■ **PROMPT**: Look for the word "PartialEq" in the material below. Copy each line that has it.

Start of Block

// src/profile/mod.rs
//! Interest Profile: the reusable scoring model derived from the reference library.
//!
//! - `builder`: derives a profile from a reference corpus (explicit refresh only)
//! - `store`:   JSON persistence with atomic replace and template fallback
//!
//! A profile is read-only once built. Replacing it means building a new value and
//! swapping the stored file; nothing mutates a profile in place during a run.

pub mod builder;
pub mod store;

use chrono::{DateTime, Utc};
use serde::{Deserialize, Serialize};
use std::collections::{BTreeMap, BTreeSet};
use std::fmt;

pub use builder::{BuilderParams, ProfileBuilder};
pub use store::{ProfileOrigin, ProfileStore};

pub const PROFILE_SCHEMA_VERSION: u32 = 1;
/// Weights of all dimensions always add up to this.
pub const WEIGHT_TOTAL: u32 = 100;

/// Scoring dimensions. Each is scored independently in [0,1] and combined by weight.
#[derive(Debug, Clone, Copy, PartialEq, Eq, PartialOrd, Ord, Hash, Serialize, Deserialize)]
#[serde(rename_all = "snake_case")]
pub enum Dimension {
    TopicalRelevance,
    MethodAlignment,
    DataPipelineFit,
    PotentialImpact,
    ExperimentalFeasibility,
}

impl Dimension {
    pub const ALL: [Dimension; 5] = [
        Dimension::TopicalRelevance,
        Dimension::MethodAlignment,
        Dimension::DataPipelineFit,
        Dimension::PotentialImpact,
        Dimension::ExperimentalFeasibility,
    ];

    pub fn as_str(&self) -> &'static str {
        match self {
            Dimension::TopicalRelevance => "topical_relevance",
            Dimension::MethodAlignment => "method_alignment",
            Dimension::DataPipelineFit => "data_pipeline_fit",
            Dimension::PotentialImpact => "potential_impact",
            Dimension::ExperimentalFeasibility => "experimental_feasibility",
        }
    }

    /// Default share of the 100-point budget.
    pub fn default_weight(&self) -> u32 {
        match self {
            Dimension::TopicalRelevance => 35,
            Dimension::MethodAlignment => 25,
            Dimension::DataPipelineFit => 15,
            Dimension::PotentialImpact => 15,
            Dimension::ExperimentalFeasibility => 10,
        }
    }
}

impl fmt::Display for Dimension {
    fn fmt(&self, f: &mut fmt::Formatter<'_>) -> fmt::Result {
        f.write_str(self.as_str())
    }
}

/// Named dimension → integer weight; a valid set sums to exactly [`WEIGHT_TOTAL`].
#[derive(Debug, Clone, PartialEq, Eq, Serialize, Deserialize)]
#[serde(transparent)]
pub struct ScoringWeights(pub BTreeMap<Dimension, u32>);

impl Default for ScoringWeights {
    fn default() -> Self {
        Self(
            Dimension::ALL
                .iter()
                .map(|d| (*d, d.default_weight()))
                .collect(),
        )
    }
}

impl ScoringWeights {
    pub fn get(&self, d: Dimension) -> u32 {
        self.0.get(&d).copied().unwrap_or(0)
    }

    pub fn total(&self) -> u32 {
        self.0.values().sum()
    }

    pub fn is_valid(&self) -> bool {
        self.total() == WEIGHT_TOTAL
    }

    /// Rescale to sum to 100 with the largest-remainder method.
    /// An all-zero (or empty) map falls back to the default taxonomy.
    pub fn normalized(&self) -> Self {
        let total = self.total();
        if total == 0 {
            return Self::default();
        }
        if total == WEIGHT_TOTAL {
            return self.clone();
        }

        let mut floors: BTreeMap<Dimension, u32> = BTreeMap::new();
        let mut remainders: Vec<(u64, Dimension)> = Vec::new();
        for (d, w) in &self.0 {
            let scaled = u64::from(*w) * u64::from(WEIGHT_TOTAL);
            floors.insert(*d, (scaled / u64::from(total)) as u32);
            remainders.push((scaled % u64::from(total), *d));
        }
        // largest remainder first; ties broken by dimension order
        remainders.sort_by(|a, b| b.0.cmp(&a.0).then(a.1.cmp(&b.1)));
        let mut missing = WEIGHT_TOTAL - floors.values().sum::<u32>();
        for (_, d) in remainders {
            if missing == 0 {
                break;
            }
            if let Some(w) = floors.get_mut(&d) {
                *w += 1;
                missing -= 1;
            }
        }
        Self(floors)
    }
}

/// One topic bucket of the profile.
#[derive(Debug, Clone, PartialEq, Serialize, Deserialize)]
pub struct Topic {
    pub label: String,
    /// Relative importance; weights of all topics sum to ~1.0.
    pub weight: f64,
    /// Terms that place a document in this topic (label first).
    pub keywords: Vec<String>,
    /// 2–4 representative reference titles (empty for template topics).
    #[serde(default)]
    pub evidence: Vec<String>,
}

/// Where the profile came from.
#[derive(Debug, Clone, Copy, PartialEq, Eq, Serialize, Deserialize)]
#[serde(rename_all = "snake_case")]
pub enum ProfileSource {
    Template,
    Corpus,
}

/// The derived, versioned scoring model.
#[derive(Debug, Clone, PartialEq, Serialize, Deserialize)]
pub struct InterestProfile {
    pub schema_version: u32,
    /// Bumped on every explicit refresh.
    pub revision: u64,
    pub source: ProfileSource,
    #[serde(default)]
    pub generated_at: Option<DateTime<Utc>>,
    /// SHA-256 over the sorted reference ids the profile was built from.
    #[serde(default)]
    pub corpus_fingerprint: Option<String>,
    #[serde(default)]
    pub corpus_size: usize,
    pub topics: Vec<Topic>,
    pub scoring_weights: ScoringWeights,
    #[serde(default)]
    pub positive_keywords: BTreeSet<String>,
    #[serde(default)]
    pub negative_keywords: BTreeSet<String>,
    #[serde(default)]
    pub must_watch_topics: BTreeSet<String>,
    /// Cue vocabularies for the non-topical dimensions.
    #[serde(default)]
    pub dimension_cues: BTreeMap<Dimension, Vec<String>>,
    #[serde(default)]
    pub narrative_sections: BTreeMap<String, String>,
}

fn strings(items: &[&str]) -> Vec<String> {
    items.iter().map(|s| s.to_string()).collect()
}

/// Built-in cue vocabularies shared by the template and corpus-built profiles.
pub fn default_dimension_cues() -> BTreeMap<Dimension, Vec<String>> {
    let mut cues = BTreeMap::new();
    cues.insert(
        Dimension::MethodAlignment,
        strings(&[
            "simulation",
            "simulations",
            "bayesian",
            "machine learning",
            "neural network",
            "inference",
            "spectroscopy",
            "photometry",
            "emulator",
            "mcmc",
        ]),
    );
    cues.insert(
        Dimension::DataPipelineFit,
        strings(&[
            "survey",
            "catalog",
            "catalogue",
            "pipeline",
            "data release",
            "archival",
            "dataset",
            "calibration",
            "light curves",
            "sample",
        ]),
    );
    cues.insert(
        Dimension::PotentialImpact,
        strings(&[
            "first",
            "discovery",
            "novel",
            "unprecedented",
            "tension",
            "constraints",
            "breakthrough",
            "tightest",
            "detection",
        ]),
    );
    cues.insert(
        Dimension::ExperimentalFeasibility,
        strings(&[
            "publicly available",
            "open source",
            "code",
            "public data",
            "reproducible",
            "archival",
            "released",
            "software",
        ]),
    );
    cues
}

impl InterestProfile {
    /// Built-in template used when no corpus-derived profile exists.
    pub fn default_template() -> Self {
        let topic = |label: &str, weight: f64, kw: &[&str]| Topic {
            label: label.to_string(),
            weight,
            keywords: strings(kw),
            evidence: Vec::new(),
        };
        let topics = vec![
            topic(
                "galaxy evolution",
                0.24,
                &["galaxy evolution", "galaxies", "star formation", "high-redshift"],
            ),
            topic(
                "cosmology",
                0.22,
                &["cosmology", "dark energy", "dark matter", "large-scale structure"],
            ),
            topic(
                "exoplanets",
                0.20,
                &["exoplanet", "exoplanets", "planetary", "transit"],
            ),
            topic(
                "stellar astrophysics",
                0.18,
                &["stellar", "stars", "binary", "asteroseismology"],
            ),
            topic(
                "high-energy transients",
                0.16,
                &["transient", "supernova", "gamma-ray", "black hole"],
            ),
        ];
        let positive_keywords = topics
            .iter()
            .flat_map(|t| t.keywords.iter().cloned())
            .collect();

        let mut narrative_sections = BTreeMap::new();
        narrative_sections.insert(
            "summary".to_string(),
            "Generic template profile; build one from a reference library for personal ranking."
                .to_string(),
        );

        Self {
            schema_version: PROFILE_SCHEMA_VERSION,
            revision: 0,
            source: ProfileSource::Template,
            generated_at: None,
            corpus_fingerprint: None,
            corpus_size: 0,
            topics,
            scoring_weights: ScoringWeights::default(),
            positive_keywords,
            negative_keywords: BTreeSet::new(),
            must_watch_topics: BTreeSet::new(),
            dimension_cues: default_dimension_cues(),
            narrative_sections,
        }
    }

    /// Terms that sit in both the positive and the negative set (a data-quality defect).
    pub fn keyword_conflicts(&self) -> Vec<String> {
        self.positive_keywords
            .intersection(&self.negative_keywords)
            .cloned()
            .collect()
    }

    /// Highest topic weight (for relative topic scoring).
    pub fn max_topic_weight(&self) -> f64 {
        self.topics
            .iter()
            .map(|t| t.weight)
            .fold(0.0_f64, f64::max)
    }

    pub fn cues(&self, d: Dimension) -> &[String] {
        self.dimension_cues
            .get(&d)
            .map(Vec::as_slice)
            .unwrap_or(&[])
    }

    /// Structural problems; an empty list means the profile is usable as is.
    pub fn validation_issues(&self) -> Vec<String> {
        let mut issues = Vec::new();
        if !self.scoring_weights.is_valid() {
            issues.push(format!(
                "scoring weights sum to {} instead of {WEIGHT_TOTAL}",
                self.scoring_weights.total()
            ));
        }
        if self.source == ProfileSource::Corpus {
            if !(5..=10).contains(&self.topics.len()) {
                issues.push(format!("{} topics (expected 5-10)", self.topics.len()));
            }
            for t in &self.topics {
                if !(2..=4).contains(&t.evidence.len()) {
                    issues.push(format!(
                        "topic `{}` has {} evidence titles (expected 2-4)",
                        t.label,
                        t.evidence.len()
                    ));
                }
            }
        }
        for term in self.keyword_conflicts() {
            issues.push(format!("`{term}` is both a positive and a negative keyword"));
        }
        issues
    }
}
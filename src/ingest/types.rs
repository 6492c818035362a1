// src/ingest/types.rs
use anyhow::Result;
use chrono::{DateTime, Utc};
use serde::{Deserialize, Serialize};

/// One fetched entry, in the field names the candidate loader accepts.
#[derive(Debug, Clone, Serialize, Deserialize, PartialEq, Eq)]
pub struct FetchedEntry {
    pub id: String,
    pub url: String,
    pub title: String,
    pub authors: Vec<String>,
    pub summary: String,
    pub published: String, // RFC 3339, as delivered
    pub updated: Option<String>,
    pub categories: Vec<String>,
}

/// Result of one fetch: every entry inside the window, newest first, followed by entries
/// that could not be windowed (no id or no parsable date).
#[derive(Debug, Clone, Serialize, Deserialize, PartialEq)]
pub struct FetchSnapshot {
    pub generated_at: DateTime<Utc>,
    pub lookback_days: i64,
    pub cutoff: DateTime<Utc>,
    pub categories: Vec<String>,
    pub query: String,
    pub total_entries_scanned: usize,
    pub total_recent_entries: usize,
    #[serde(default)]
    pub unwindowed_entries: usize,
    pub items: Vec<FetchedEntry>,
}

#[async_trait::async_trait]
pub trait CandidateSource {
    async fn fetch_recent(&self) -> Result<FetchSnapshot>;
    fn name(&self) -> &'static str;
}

End of Block

■ **WRITTEN RESPONSE**:
#[derive(Debug, Clone, Copy, PartialEq, Eq, PartialOrd, Ord, Hash, Serialize, Deserialize)]
#[derive(Debug, Clone, PartialEq, Eq, Serialize, Deserialize)]
#[derive(Debug, Clone, PartialEq, Serialize, Deserialize)]
#[derive(Debug, Clone, Copy, PartialEq, Eq, Serialize, Deserialize)]
#[derive(Debug, Clone, PartialEq, Serialize, Deserialize)]
#[derive(Debug, Clone, Serialize, Deserialize, PartialEq, Eq)]
#[derive(Debug, Clone, Serialize, Deserialize, PartialEq)]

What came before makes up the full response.